So in our first discussion segment today, we are going to talk about Josephine Baker, the hugely influential performer whose accomplishments even today remain widely underappreciated. Baker was born in America, but became a huge star in France’s music hall scene in the early 20th century. She was later a French Resistance agent and a civil rights activist. She died in 1975, but she’s in the news right now because it was just announced that her remains will be laid to rest in the vaunted Panthéon in Paris. Baker is the first Black woman, the first entertainer, only the fifth woman period, and one of very few foreign-born figures to receive that honor.

So it sounds like a righted wrong that Baker would at last be recognized in this way, a sort of poignant, pointed gesture. But the story is a bit more complicated than that. And we also just wanted to take this chance to talk more about Baker’s life and dancing, because again, they don’t often get the spotlight they deserve.

Courtney Escoyne:
Yeah.

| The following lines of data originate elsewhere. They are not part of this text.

#![allow(unused)]

use clap::Parser;
use dotenv::dotenv;
use std::path::{Path,PathBuf};
use std::fs;
use std::env;

mod helpers;
mod geminiapi;

#[cfg(test)]
mod test;

const DEFAULT_API_BASE: &str = "https://generativelanguage.googleapis.com/v1beta";
const DEFAULT_MODEL_NAME: &str = "gemini-1.5-flash";

const PROMPT_TEMPLATE: &str = r#"You are to generate 2 new math questions based on the style of the provided base questions.

Base Questions:
{% base %}

Curriculum Topics:
{% curriculum %}

Output MUST follow exactly this format:

@title <meaningful title>
@description <brief description>

// For each question:
@question <The question here. Include LaTeX if needed and an embedded image placeholder like ![image](image1.png)>
@instruction <instructions for answering>
@difficulty <easy, moderate, hard>
@Order <question number>
@option <option 1>
@option <option 2>
@@option <correct option>
@option <option 4>
@explanation <explanation text>
@subject <subject from provided curriculum>
@unit <unit from provided curriculum>
@topic <topic from provided curriculum>
@plusmarks 1

IMPORTANT:
- Replace ![image](image1.png) with an IMAGE PROMPT in curly braces like {IMAGE PROMPT: detailed description of the image}.
- The image prompt must describe the diagram in enough detail so it can be generated later with Bing Image Creator or Stable Diffusion.
- Make sure both questions are DIFFERENT in topic but match the style of the base questions.
"#;

#[derive(Parser)]
#[clap(about = "Generate math questions from base questions using the Gemini API")]
struct Cli {
	/// Path to the text file containing base questions (use - to read from stdin)
	#[clap(long)]
	base_file: PathBuf,
	/// Path to the text file containing the curriculum list
	#[clap(long, default_value = "curriculum.txt")]
	curriculum_file: PathBuf,
	#[clap(long)]
	/// replace the built in prompt template with the content of this file
	template_file: Option<PathBuf>,
	#[clap(long, default_value = "false")]
	write_req_resp: bool,
	#[clap(long, default_value = "false")]
	/// just build the prompt and print it, do not perform an API call
	no_network: bool,
}

#[tokio::main]
async fn main() -> Result<(), Box<dyn std::error::Error>> {
	let args = Cli::parse();

	dotenv().ok();

	let gemini_api_key = env::var("GEMINI_API_KEY");
	let gemini_api_base = env::var("GEMINI_API_BASE");
	let gemini_model_name = env::var("GEMINI_MODEL_NAME");

	// The credential check happens before any file is touched
	let api_key = match gemini_api_key {
		Ok(key) => key,
		Err(_) => {
			return Err(Into::<Box<dyn std::error::Error>>::into(std::io::Error::new(std::io::ErrorKind::Other, "GEMINI_API_KEY not found, set it in a .env file or as an environment variable")));
		},
	};

	let api_base = gemini_api_base.unwrap_or_else(|_| DEFAULT_API_BASE.to_string());
	let model_name = gemini_model_name.unwrap_or_else(|_| DEFAULT_MODEL_NAME.to_string());
	let post_url = format!("{}/models/{}:generateContent", api_base, model_name);

	let base_questions = read_input(&args.base_file)?;
	let curriculum = read_input(&args.curriculum_file)?;

	let template = match args.template_file {
		Some(path) => fs::read_to_string(path)?,
		None => PROMPT_TEMPLATE.to_string(),
	};

	let prompt = build_prompt(&template, &base_questions, &curriculum);

	if args.no_network {
		println!("{}", prompt);
		return Ok(());
	}

	let mut ctx = geminiapi::GenerateContext::new(post_url, api_key)?;
	ctx.write_req_resp = args.write_req_resp;

	println!("Generating questions...");
	let response = ctx.generate(&prompt).await?;
	println!("{}", response.trim());
	Ok(())
}

fn read_input(path: &Path) -> Result<String, helpers::HelperError> {
	if path == Path::new("-") {
		Ok(helpers::read_stdin()?.trim().to_string())
	} else {
		helpers::read_trimmed(path)
	}
}

fn build_prompt(template: &str, base_text: &str, curriculum_text: &str) -> String {
	let mut processor = helpers::PromptTemplate::new(template);
	processor.add_replacement("base".to_string(), base_text.trim().to_string());
	processor.add_replacement("curriculum".to_string(), curriculum_text.trim().to_string());
	processor.render()
}
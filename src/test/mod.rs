use super::*;
use std::fs;
use std::io::Read;

#[test]
fn gemini_response_parse_test() {
	let mut file = std::fs::File::open("testdata/sampleresponse.json").unwrap();
	let mut content = String::new();
	file.read_to_string(&mut content).unwrap();
	std::mem::drop(file);
	let generated = geminiapi::GenerateContext::parse_response(&content).unwrap();
	assert!(generated.text().contains("@title"));
	assert!(generated.text().contains("@plusmarks 1"));
}

#[test]
fn parse_response_without_candidates() {
	let result = geminiapi::GenerateContext::parse_response("{\"error\":{\"code\":400,\"status\":\"INVALID_ARGUMENT\"}}");
	assert_eq!(result.unwrap_err().to_string(), "No candidates in the return object");
}

#[test]
fn parse_response_not_json() {
	let result = geminiapi::GenerateContext::parse_response("service unavailable");
	assert!(result.is_err());
}

#[test]
fn build_prompt_contains_inputs() {
	let base = "Q1: What is 2 + 2?\nQ2: Solve x^2 = 9.";
	let curriculum = "Algebra\n- Quadratic equations\nGeometry\n- Circles";
	let prompt = build_prompt(PROMPT_TEMPLATE, base, curriculum);
	assert!(prompt.contains(base));
	assert!(prompt.contains(curriculum));
	assert!(prompt.contains("You are to generate 2 new math questions"));
	assert!(prompt.contains("{IMAGE PROMPT: detailed description of the image}"));
	assert!(!prompt.contains("{%"));
}

#[test]
fn build_prompt_trims_inputs() {
	let template = "[{% base %}][{% curriculum %}]";
	let prompt = build_prompt(template, "\n  base text \n", "\tcurriculum text\n");
	assert_eq!(prompt, "[base text][curriculum text]");
}

#[test]
fn build_prompt_round_trip() {
	let template = "A:{% base %}:B:{% curriculum %}:C";
	let prompt = build_prompt(template, "one", "two");
	assert_eq!(prompt, "A:one:B:two:C");
	let inner = prompt.strip_prefix("A:").unwrap().strip_suffix(":C").unwrap();
	let (base, curriculum) = inner.split_once(":B:").unwrap();
	assert_eq!(base, "one");
	assert_eq!(curriculum, "two");
}

#[test]
fn build_prompt_is_idempotent() {
	let first = build_prompt(PROMPT_TEMPLATE, "base text", "curriculum text");
	let second = build_prompt(PROMPT_TEMPLATE, "base text", "curriculum text");
	assert_eq!(first, second);
}

#[test]
fn build_prompt_from_files() {
	let base = helpers::read_trimmed("testdata/base_questions.txt").unwrap();
	let curriculum = helpers::read_trimmed("testdata/curriculum.txt").unwrap();
	let prompt = build_prompt(PROMPT_TEMPLATE, &base, &curriculum);
	assert!(prompt.contains(&base));
	assert!(prompt.contains(&curriculum));
}

#[test]
fn template_keeps_unknown_tags() {
	let mut processor = helpers::PromptTemplate::new("a {% missing %} b {% base %} c");
	processor.add_replacement("base".to_string(), "B".to_string());
	assert_eq!(processor.render(), "a {% missing %} b B c");
}

#[test]
fn template_keeps_literal_braces() {
	let processor = helpers::PromptTemplate::new("curly {braces} and {IMAGE PROMPT: a right triangle} survive");
	assert_eq!(processor.render(), "curly {braces} and {IMAGE PROMPT: a right triangle} survive");
}

#[test]
fn template_keeps_unterminated_tag() {
	let mut processor = helpers::PromptTemplate::new("before {% base after");
	processor.add_replacement("base".to_string(), "B".to_string());
	assert_eq!(processor.render(), "before {% base after");
}

#[test]
fn read_trimmed_strips_whitespace() {
	let content = helpers::read_trimmed("testdata/base_questions.txt").unwrap();
	assert!(content.starts_with("Q1"));
	assert!(!content.ends_with('\n'));
}

#[test]
fn read_trimmed_missing_file() {
	let result = helpers::read_trimmed("testdata/no_such_file.txt");
	assert!(result.is_err());
}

So Baker was born in the United States in 1906, got into performing as a fairly young teenager, actually, and was in the vaudeville circuit. At age 19 she moved to Paris and ended up becoming a star of the scene there. She danced for the Folies Bergère, very famously. She renounced her United States citizenship in 1937 and became a French citizen. But as Margaret mentioned, later in life she was a huge proponent of the Civil Rights Movement in the United States. And she was very open about the fact that a huge part of the reason why she relocated and why she remained in France was she felt much more welcomed there as a Black performer and much less discriminated against as a Black woman in France as compared to the United States. And she said as much in interviews that she did pretty much right up until the end of her life in 1975.

Now, there is a lot of—the thing she tends to be remembered for is the banana dance that she did. And there has been some criticism over the years of, well, she was just playing into stereotypes of Black performers that were very common in vaudeville at the time, she was just playing into that, which some people looked down on. Others make the argument that she did it in a very knowing way, in a way that was kind of pointing out like, “Hey, this is the stereotype. I’m going to play into it. But you know that I know that this isn’t what it should be.” It’s a very complicated history and story surrounding her.

Margaret Fuhrer:
Yeah. And also a complicated story in terms of this more recent news about her burial at the Panthéon—which, pardon my horrendous French accent throughout this episode, by the way. [laughter]

So, why did it take so long for Baker to earn this kind of recognition? And why did it take a campaign led by a white man? Because it was the writer Laurent Kupferman who led the campaign to make it happen. Those are some questions people have been asking, and they tie into a larger conversation about what types of people and what types of work are seen as “valuable” by the white European establishment. And that, of course, is analogous to a conversation that’s also happening in the United States.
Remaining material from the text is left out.